**Material to process**:
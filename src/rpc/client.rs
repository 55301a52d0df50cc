//! Resilient RPC Client
//!
//! Wraps a `ChainTransport` so that every read retries until it succeeds.
//! Two disciplines coexist:
//! - unbounded: headers, balances, total supply, exchange/token lookups,
//!   raw calls and logs. These never return an error; a stalled node
//!   stalls the caller.
//! - bounded: factory token count and token-by-id. After `retry_count`
//!   failed attempts they return the zero value, which callers cannot tell
//!   apart from a genuine zero.
//!
//! ERC-20 `symbol()` is bounded too but reports failure as an error, since
//! pair discovery must skip pairs whose symbols cannot be resolved.

use crate::contracts::{
    CallSpec, MethodSet, ERC20_BALANCE_OF, ERC20_SYMBOL, ERC20_TOTAL_SUPPLY, V1_GET_TOKEN,
    V1_GET_TOKEN_WITH_ID, V1_TOKEN_ADDRESS, V2_TOKEN0, V2_TOKEN1,
};
use crate::error::RpcError;
use crate::rpc::codec::{decode_address, decode_string, decode_u64, decode_uint, CallArg};
use crate::rpc::retry::{retry, retry_forever, RetryPolicy};
use crate::rpc::transport::{ChainTransport, LogQuery};
use crate::types::{BlockHeader, CallMessage, EventLog, ProtocolVersion};
use alloy::primitives::{Address, Bytes, U256};
use std::sync::Arc;
use std::time::Duration;
use tracing::{info, warn};

/// Retry settings shared by every call site
#[derive(Debug, Clone, Copy, PartialEq, Eq)]
pub struct ClientSettings {
    pub retry_interval: Duration,
    pub retry_count: u32,
}

impl Default for ClientSettings {
    fn default() -> Self {
        Self {
            retry_interval: Duration::from_secs(1),
            retry_count: 3,
        }
    }
}

/// Retrying read-only view of the chain
pub struct ResilientClient<T> {
    transport: Arc<T>,
    methods: &'static MethodSet,
    settings: ClientSettings,
}

impl<T: ChainTransport> ResilientClient<T> {
    /// The protocol's selector set is fixed here for the client's lifetime
    pub fn new(transport: Arc<T>, protocol: ProtocolVersion, settings: ClientSettings) -> Self {
        Self {
            transport,
            methods: MethodSet::for_protocol(protocol),
            settings,
        }
    }

    pub fn protocol(&self) -> ProtocolVersion {
        self.methods.protocol
    }

    fn bounded_policy(&self) -> RetryPolicy {
        RetryPolicy::bounded(self.settings.retry_interval, self.settings.retry_count)
    }

    // ── Blocks ───────────────────────────────────────────────────────

    pub async fn get_block_header(&self, number: u64) -> BlockHeader {
        let what = format!("get block header number={}", number);
        retry_forever(self.settings.retry_interval, &what, || {
            self.transport.header_by_number(Some(number))
        })
        .await
    }

    pub async fn get_latest_block_header(&self) -> BlockHeader {
        let header = retry_forever(self.settings.retry_interval, "get latest block header", || {
            self.transport.header_by_number(None)
        })
        .await;
        info!(
            "[rpc] latest block header: number={} hash={} timestamp={}",
            header.number, header.hash, header.timestamp
        );
        header
    }

    pub async fn get_latest_block_number(&self) -> u64 {
        retry_forever(self.settings.retry_interval, "get block number", || {
            self.transport.block_number()
        })
        .await
    }

    // ── Raw calls ────────────────────────────────────────────────────

    pub async fn call_contract(&self, msg: &CallMessage, block: Option<u64>) -> Bytes {
        let what = format!("call contract to={} data={}", msg.to, msg.data);
        retry_forever(self.settings.retry_interval, &what, || {
            self.transport.call_contract(msg, block)
        })
        .await
    }

    async fn call_forever(
        &self,
        to: Address,
        spec: &CallSpec,
        args: &[CallArg],
        block: Option<u64>,
        what: &str,
    ) -> Bytes {
        let msg = CallMessage::new(to, spec.encode(args));
        retry_forever(self.settings.retry_interval, what, || {
            self.transport.call_contract(&msg, block)
        })
        .await
    }

    async fn call_bounded(
        &self,
        to: Address,
        spec: &CallSpec,
        args: &[CallArg],
        what: &str,
    ) -> Result<Bytes, RpcError> {
        let msg = CallMessage::new(to, spec.encode(args));
        retry(&self.bounded_policy(), what, || {
            self.transport.call_contract(&msg, None)
        })
        .await
        .map_err(|e| RpcError::Exhausted {
            attempts: e.attempts,
            last: Box::new(e.last_error),
        })
    }

    // ── Balances and supply ──────────────────────────────────────────

    pub async fn get_token_total_supply(&self, token: Address, block: Option<u64>) -> U256 {
        let what = format!("get token total supply token={} block={:?}", token, block);
        let ret = self
            .call_forever(token, &ERC20_TOTAL_SUPPLY, &[], block, &what)
            .await;
        decode_uint(&ret)
    }

    /// Liquidity of an exchange = total supply of its liquidity token
    pub async fn get_exchange_liquidity(&self, exchange: Address, block: Option<u64>) -> U256 {
        self.get_token_total_supply(exchange, block).await
    }

    pub async fn get_coin_balance(&self, account: Address, block: Option<u64>) -> U256 {
        let what = format!("get coin balance account={} block={:?}", account, block);
        retry_forever(self.settings.retry_interval, &what, || {
            self.transport.balance_at(account, block)
        })
        .await
    }

    pub async fn get_token_balance(
        &self,
        token: Address,
        account: Address,
        block: Option<u64>,
    ) -> U256 {
        let what = format!(
            "get token balance token={} account={} block={:?}",
            token, account, block
        );
        let ret = self
            .call_forever(
                token,
                &ERC20_BALANCE_OF,
                &[CallArg::Address(account)],
                block,
                &what,
            )
            .await;
        decode_uint(&ret)
    }

    /// Balance of `token` held by `exchange`
    pub async fn get_exchange_token_balance(
        &self,
        exchange: Address,
        token: Address,
        block: Option<u64>,
    ) -> U256 {
        self.get_token_balance(token, exchange, block).await
    }

    /// Liquidity tokens of `exchange` held by `account`
    pub async fn get_liquidity_balance(
        &self,
        exchange: Address,
        account: Address,
        block: Option<u64>,
    ) -> U256 {
        self.get_token_balance(exchange, account, block).await
    }

    // ── Factory lookups ──────────────────────────────────────────────

    /// Exchange of `token` on a V1 factory
    pub async fn get_factory_exchange(&self, factory: Address, token: Address) -> Address {
        let what = format!("get factory exchange factory={} token={}", factory, token);
        let ret = self
            .call_forever(
                factory,
                &self.methods.factory_exchange,
                &[CallArg::Address(token)],
                None,
                &what,
            )
            .await;
        decode_address(&ret)
    }

    /// Token of `exchange` on a V1 factory
    pub async fn get_factory_token(&self, factory: Address, exchange: Address) -> Address {
        let what = format!("get factory token factory={} exchange={}", factory, exchange);
        let ret = self
            .call_forever(
                factory,
                &V1_GET_TOKEN,
                &[CallArg::Address(exchange)],
                None,
                &what,
            )
            .await;
        decode_address(&ret)
    }

    /// Pair at `index` of a V2 factory
    pub async fn get_factory_exchange_v2(&self, factory: Address, index: u64) -> Address {
        let what = format!("get factory exchange v2 factory={} index={}", factory, index);
        let ret = self
            .call_forever(
                factory,
                &self.methods.factory_exchange,
                &[CallArg::uint(index)],
                None,
                &what,
            )
            .await;
        decode_address(&ret)
    }

    /// Token count (V1) or pair count (V2). Zero when every attempt failed.
    pub async fn get_factory_token_count(&self, factory: Address) -> u64 {
        let what = format!("get factory token count factory={}", factory);
        match self
            .call_bounded(factory, &self.methods.factory_token_count, &[], &what)
            .await
        {
            Ok(ret) => decode_u64(&ret),
            Err(e) => {
                warn!(
                    "[rpc] factory {} token count unavailable, using 0 (ambiguous): {}",
                    factory, e
                );
                0
            }
        }
    }

    /// Token with `id` on a V1 factory. Zero address when every attempt failed.
    pub async fn get_factory_token_with_id(&self, factory: Address, id: u64) -> Address {
        let what = format!("get factory token with id factory={} id={}", factory, id);
        match self
            .call_bounded(factory, &V1_GET_TOKEN_WITH_ID, &[CallArg::uint(id)], &what)
            .await
        {
            Ok(ret) => decode_address(&ret),
            Err(e) => {
                warn!(
                    "[rpc] factory {} token id {} unavailable, using zero address (ambiguous): {}",
                    factory, id, e
                );
                Address::ZERO
            }
        }
    }

    // ── Exchange lookups ─────────────────────────────────────────────

    /// Token of a V1 exchange
    pub async fn get_exchange_token_address(&self, exchange: Address) -> Address {
        let what = format!("get exchange token exchange={}", exchange);
        let ret = self
            .call_forever(exchange, &V1_TOKEN_ADDRESS, &[], None, &what)
            .await;
        decode_address(&ret)
    }

    /// Factory that deployed `exchange`
    pub async fn get_exchange_factory_address(&self, exchange: Address) -> Address {
        let what = format!("get exchange factory exchange={}", exchange);
        let ret = self
            .call_forever(exchange, &self.methods.exchange_factory, &[], None, &what)
            .await;
        decode_address(&ret)
    }

    pub async fn get_pair_token0(&self, exchange: Address) -> Address {
        let what = format!("get pair token0 exchange={}", exchange);
        let ret = self
            .call_forever(exchange, &V2_TOKEN0, &[], None, &what)
            .await;
        decode_address(&ret)
    }

    pub async fn get_pair_token1(&self, exchange: Address) -> Address {
        let what = format!("get pair token1 exchange={}", exchange);
        let ret = self
            .call_forever(exchange, &V2_TOKEN1, &[], None, &what)
            .await;
        decode_address(&ret)
    }

    /// ERC-20 symbol; an error once attempts are exhausted or the result
    /// cannot be decoded
    pub async fn get_erc20_symbol(&self, token: Address) -> Result<String, RpcError> {
        let what = format!("get erc20 symbol token={}", token);
        let ret = self.call_bounded(token, &ERC20_SYMBOL, &[], &what).await?;
        Ok(decode_string(&ret)?)
    }

    // ── Logs ─────────────────────────────────────────────────────────

    pub async fn get_logs(&self, query: &LogQuery) -> Vec<EventLog> {
        let what = format!(
            "get logs blocks={}-{} addresses={}",
            query.from_block,
            query.to_block,
            query.addresses.len()
        );
        retry_forever(self.settings.retry_interval, &what, || self.transport.logs(query)).await
    }
}
//! Exchange Registry
//!
//! Shared mapping of discovered tokens and pairs to their exchange
//! contracts, using DashMap for lock-free reads. Inserts go through a single
//! writer lock so the multi-table update of one entry is atomic and the
//! one-entry-per-key invariant holds with several writers.

use crate::config::{ExchangeConfig, ExchangesSection};
use crate::types::{pair_key, ExchangeEntry, PairEntry};
use alloy::primitives::Address;
use dashmap::{DashMap, DashSet};
use std::collections::{BTreeMap, BTreeSet};
use std::sync::{Arc, Mutex};
use tracing::debug;

/// Thread-safe exchange registry handle
///
/// Cloning shares the underlying tables.
#[derive(Debug)]
pub struct ExchangeRegistry {
    /// Every (token, exchange) record
    entries: Arc<DashSet<ExchangeEntry>>,
    /// Token → first exchange registered for it
    token_exchange: Arc<DashMap<Address, Address>>,
    /// Exchange → V2 pair metadata
    pairs: Arc<DashMap<Address, PairEntry>>,
    /// Sorted (token0, token1) → exchange
    pair_index: Arc<DashMap<(Address, Address), Address>>,
    writer: Arc<Mutex<()>>,
}

impl ExchangeRegistry {
    pub fn new() -> Self {
        Self {
            entries: Arc::new(DashSet::new()),
            token_exchange: Arc::new(DashMap::new()),
            pairs: Arc::new(DashMap::new()),
            pair_index: Arc::new(DashMap::new()),
            writer: Arc::new(Mutex::new(())),
        }
    }

    fn write_guard(&self) -> std::sync::MutexGuard<'_, ()> {
        // Guards no data, poisoning is ignored
        self.writer.lock().unwrap_or_else(|poisoned| poisoned.into_inner())
    }

    /// Register (token, exchange). Returns false when already known.
    pub fn add_exchange(&self, token: Address, exchange: Address) -> bool {
        let _guard = self.write_guard();
        let entry = ExchangeEntry::new(token, exchange);
        if !self.entries.insert(entry) {
            return false;
        }
        self.token_exchange.entry(token).or_insert(exchange);
        debug!("Registered exchange {} for token {}", exchange, token);
        true
    }

    /// Register a V2 pair together with its (token0, exchange) and
    /// (token1, exchange) records.
    ///
    /// Returns false when the exchange or the unordered token pair is already
    /// known; nothing is inserted then and the existing entry is untouched.
    pub fn add_pair(&self, pair: PairEntry) -> bool {
        let _guard = self.write_guard();
        let key = pair.pair_key();
        if self.pairs.contains_key(&pair.exchange) || self.pair_index.contains_key(&key) {
            return false;
        }
        for token in [pair.token0, pair.token1] {
            self.entries.insert(ExchangeEntry::new(token, pair.exchange));
            self.token_exchange.entry(token).or_insert(pair.exchange);
        }
        debug!(
            "Registered pair {} ({}, {}) at exchange {}",
            pair.symbol, pair.token0, pair.token1, pair.exchange
        );
        self.pair_index.insert(key, pair.exchange);
        self.pairs.insert(pair.exchange, pair);
        true
    }

    // ── Lookups ──────────────────────────────────────────────────────

    pub fn exchange_for_token(&self, token: Address) -> Option<Address> {
        self.token_exchange.get(&token).map(|e| *e.value())
    }

    /// Exchange of the unordered pair (a, b)
    pub fn exchange_for_pair(&self, a: Address, b: Address) -> Option<Address> {
        self.pair_index.get(&pair_key(a, b)).map(|e| *e.value())
    }

    pub fn pair(&self, exchange: Address) -> Option<PairEntry> {
        self.pairs.get(&exchange).map(|e| e.value().clone())
    }

    pub fn contains(&self, token: Address, exchange: Address) -> bool {
        self.entries.contains(&ExchangeEntry::new(token, exchange))
    }

    /// All (token, exchange) records, sorted
    pub fn entries(&self) -> Vec<ExchangeEntry> {
        let mut entries: Vec<ExchangeEntry> = self.entries.iter().map(|e| *e.key()).collect();
        entries.sort();
        entries
    }

    /// All pairs, ordered by creation height then exchange
    pub fn pairs(&self) -> Vec<PairEntry> {
        let mut pairs: Vec<PairEntry> = self.pairs.iter().map(|e| e.value().clone()).collect();
        pairs.sort_by_key(|p| (p.creation_height, p.exchange));
        pairs
    }

    /// Distinct exchanges with the tokens registered against each
    pub fn exchanges(&self) -> Vec<(Address, Vec<Address>)> {
        let mut by_exchange: BTreeMap<Address, BTreeSet<Address>> = BTreeMap::new();
        for entry in self.entries.iter() {
            by_exchange
                .entry(entry.exchange)
                .or_default()
                .insert(entry.token);
        }
        by_exchange
            .into_iter()
            .map(|(exchange, tokens)| (exchange, tokens.into_iter().collect()))
            .collect()
    }

    pub fn len(&self) -> usize {
        self.entries.len()
    }

    pub fn is_empty(&self) -> bool {
        self.entries.is_empty()
    }

    pub fn pair_count(&self) -> usize {
        self.pairs.len()
    }

    /// Statistics: (entries, distinct tokens, pairs)
    pub fn stats(&self) -> (usize, usize, usize) {
        (self.entries.len(), self.token_exchange.len(), self.pairs.len())
    }

    // ── Config emission ──────────────────────────────────────────────

    /// `[[exchanges]]` tables for every known exchange, pairs first in
    /// creation-height order, then single-token exchanges. Weights are zero.
    pub fn config_exchanges(&self) -> Vec<ExchangeConfig> {
        let pairs = self.pairs();
        let mut out: Vec<ExchangeConfig> = pairs
            .iter()
            .map(|p| ExchangeConfig {
                pairs: Some(p.symbol.clone()),
                exchange: p.exchange.to_string(),
                token0: Some(p.token0.to_string()),
                token1: Some(p.token1.to_string()),
                creation_height: p.creation_height,
                ..Default::default()
            })
            .collect();

        for entry in self.entries() {
            if self.pairs.contains_key(&entry.exchange) {
                continue;
            }
            out.push(ExchangeConfig {
                exchange: entry.exchange.to_string(),
                token: Some(entry.token.to_string()),
                ..Default::default()
            });
        }
        out
    }

    /// Render `config_exchanges` as TOML, ready to paste into a config file
    pub fn render_config_block(&self) -> Result<String, toml::ser::Error> {
        toml::to_string(&ExchangesSection {
            exchanges: self.config_exchanges(),
        })
    }
}

impl Default for ExchangeRegistry {
    fn default() -> Self {
        Self::new()
    }
}

impl Clone for ExchangeRegistry {
    fn clone(&self) -> Self {
        Self {
            entries: Arc::clone(&self.entries),
            token_exchange: Arc::clone(&self.token_exchange),
            pairs: Arc::clone(&self.pairs),
            pair_index: Arc::clone(&self.pair_index),
            writer: Arc::clone(&self.writer),
        }
    }
}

**Task details**: Line count for the word "derive": work out how many lines of the data above include it, and reply with that number alone.

**Answer section**: 2